The rise of contactless cards and digital currencies (meaning money has gone from being visible to invisible), limited financial education in schools, and the prevalence of scams make instilling good money habits even more crucial.
“Parents would rather talk to their children about sex than about money,” says Rob Gardner, investment director at St. James's Place Wealth Management (opens in new tab) and author of Save your Acorns.
“It’s vital that children understand the basics of budgeting and saving.
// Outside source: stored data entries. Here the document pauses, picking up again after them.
//! Data models for Google Drive API v3 requests and responses.

use std::fmt;

use serde::{Deserialize, Serialize};

/// MIME type Drive uses to mark an entry as a folder.
pub const FOLDER_MIME_TYPE: &str = "application/vnd.google-apps.folder";

/// A file or folder as reported by the Drive API.
///
/// Drive v3 calls the title `name`; it is not unique within a folder.
#[derive(Debug, Clone, PartialEq, Serialize, Deserialize)]
#[serde(rename_all = "camelCase")]
pub struct RemoteFile {
    pub id: String,
    #[serde(rename = "name")]
    pub title: String,
    #[serde(default)]
    pub mime_type: Option<String>,
    #[serde(default)]
    pub parents: Vec<String>,
    #[serde(default)]
    pub web_view_link: Option<String>,
    #[serde(default, deserialize_with = "deserialize_size")]
    pub size: Option<u64>,
}

impl RemoteFile {
    /// Whether the entry carries the folder MIME type.
    pub fn is_folder(&self) -> bool {
        self.mime_type.as_deref() == Some(FOLDER_MIME_TYPE)
    }

    /// First parent folder, if the API exposed one.
    pub fn parent(&self) -> Option<&str> {
        self.parents.first().map(String::as_str)
    }
}

// Drive encodes int64 fields as JSON strings.
fn deserialize_size<'de, D>(deserializer: D) -> Result<Option<u64>, D::Error>
where
    D: serde::Deserializer<'de>,
{
    let opt: Option<String> = Option::deserialize(deserializer)?;
    match opt {
        Some(s) => s.parse::<u64>().map(Some).map_err(serde::de::Error::custom),
        None => Ok(None),
    }
}

impl fmt::Display for RemoteFile {
    fn fmt(&self, f: &mut fmt::Formatter<'_>) -> fmt::Result {
        let size_str = if self.is_folder() {
            "<dir>".to_string()
        } else {
            self.size.map(format_size).unwrap_or_else(|| "-".to_string())
        };
        let mime = self.mime_type.as_deref().unwrap_or("-");
        write!(f, "{:<44} {:>10} {:<30} {}", self.id, size_str, mime, self.title)
    }
}

/// Format bytes into human-readable size.
pub fn format_size(bytes: u64) -> String {
    const KB: u64 = 1024;
    const MB: u64 = KB * 1024;
    const GB: u64 = MB * 1024;

    match bytes {
        b if b >= GB => format!("{:.2} GB", b as f64 / GB as f64),
        b if b >= MB => format!("{:.2} MB", b as f64 / MB as f64),
        b if b >= KB => format!("{:.2} KB", b as f64 / KB as f64),
        b => format!("{} B", b),
    }
}

/// Response from the files.list API endpoint.
#[derive(Debug, Deserialize)]
#[serde(rename_all = "camelCase")]
pub struct FileListResponse {
    #[serde(default)]
    pub files: Vec<RemoteFile>,
    #[serde(default)]
    pub next_page_token: Option<String>,
}

/// Access level granted by a permission.
#[derive(Debug, Clone, Copy, Default, PartialEq, Eq, Serialize, Deserialize)]
#[serde(rename_all = "camelCase")]
pub enum PermissionRole {
    #[default]
    Reader,
    Commenter,
    Writer,
    FileOrganizer,
    Organizer,
    Owner,
}

impl PermissionRole {
    /// Wire name of the role.
    pub fn as_str(&self) -> &'static str {
        match self {
            PermissionRole::Reader => "reader",
            PermissionRole::Commenter => "commenter",
            PermissionRole::Writer => "writer",
            PermissionRole::FileOrganizer => "fileOrganizer",
            PermissionRole::Organizer => "organizer",
            PermissionRole::Owner => "owner",
        }
    }
}

impl fmt::Display for PermissionRole {
    fn fmt(&self, f: &mut fmt::Formatter<'_>) -> fmt::Result {
        f.write_str(self.as_str())
    }
}

impl std::str::FromStr for PermissionRole {
    type Err = String;

    fn from_str(s: &str) -> Result<Self, Self::Err> {
        match s {
            "reader" => Ok(PermissionRole::Reader),
            "commenter" => Ok(PermissionRole::Commenter),
            "writer" => Ok(PermissionRole::Writer),
            "fileOrganizer" => Ok(PermissionRole::FileOrganizer),
            "organizer" => Ok(PermissionRole::Organizer),
            "owner" => Ok(PermissionRole::Owner),
            other => Err(format!("unknown permission role: {}", other)),
        }
    }
}

/// A permission attached to a file.
#[derive(Debug, Clone, Serialize, Deserialize)]
#[serde(rename_all = "camelCase")]
pub struct Permission {
    #[serde(default, skip_serializing_if = "Option::is_none")]
    pub id: Option<String>,
    #[serde(rename = "type")]
    pub kind: String,
    pub role: PermissionRole,
    #[serde(default, skip_serializing_if = "Option::is_none")]
    pub email_address: Option<String>,
}

impl Permission {
    /// A user-scoped grant for `email`.
    pub fn user(email: &str, role: PermissionRole) -> Self {
        Self {
            id: None,
            kind: "user".to_string(),
            role,
            email_address: Some(email.to_string()),
        }
    }

    /// Whether this is a user grant for `email`.
    pub fn is_user(&self, email: &str) -> bool {
        self.kind == "user" && self.email_address.as_deref() == Some(email)
    }
}

/// Response from the permissions.list API endpoint.
#[derive(Debug, Deserialize)]
#[serde(rename_all = "camelCase")]
pub struct PermissionListResponse {
    #[serde(default)]
    pub permissions: Vec<Permission>,
    #[serde(default)]
    pub next_page_token: Option<String>,
}

/// Google API error response.
#[derive(Debug, Deserialize)]
pub struct ApiErrorResponse {
    pub error: ApiErrorDetail,
}

#[derive(Debug, Deserialize)]
pub struct ApiErrorDetail {
    pub code: u16,
    pub message: String,
}

/// Service account credentials from JSON file.
#[derive(Debug, Deserialize)]
pub struct ServiceAccountCredentials {
    pub client_email: String,
    pub private_key: String,
    pub token_uri: Option<String>,
}

/// OAuth2 token response.
#[derive(Debug, Deserialize)]
pub struct TokenResponse {
    pub access_token: String,
    pub token_type: String,
    pub expires_in: u64,
}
It shouldn’t be just one conversation at the dinner table, it needs to be continuous.”
Will Rainey, the founder of Blue Tree Savings (opens in new tab) and author of Grandpa’s Fortune Fables, which helps teach children about money, adds: “I believe kids who learn about money will grow up more confident and have fewer money worries when they are adults. Which parents or grandparents wouldn’t want that?”
From pre-schoolers to teenagers, we outline some fun ways to kickstart these conversations, as well as useful resources like books and games.
It’s never too early to gently introduce the concept of money. Using money in role play is highly effective for toddlers and pre-schoolers.
If your child or grandchild enjoys playing with a play kitchen, consider turning it into a cafe where customers use pretend coins and banknotes to pay for their food and drink. Toy cash tills normally come with coins and bank cards. Ask the child how much it costs and then when you pay, ask for change. You can do the same with a play shop, where one of you pretends to be the shopkeeper and the other is the customer.
For 3- and 4-year-olds, you can also start showing them real money, and explain how much each coin is worth. Pre-schoolers will feel grown-up if they have their own purse containing some coins, which you can take with you to a shop for them to buy a treat. Discuss how much their coins are worth, what they can buy, and whether they’d like to buy something for a friend or relative, too.
Will Rainey points out that being good with money is more about behaviors than knowledge. “So training your toddlers to have the behaviors that are aligned to being great with money, such as patience, is not a bad idea,” he says.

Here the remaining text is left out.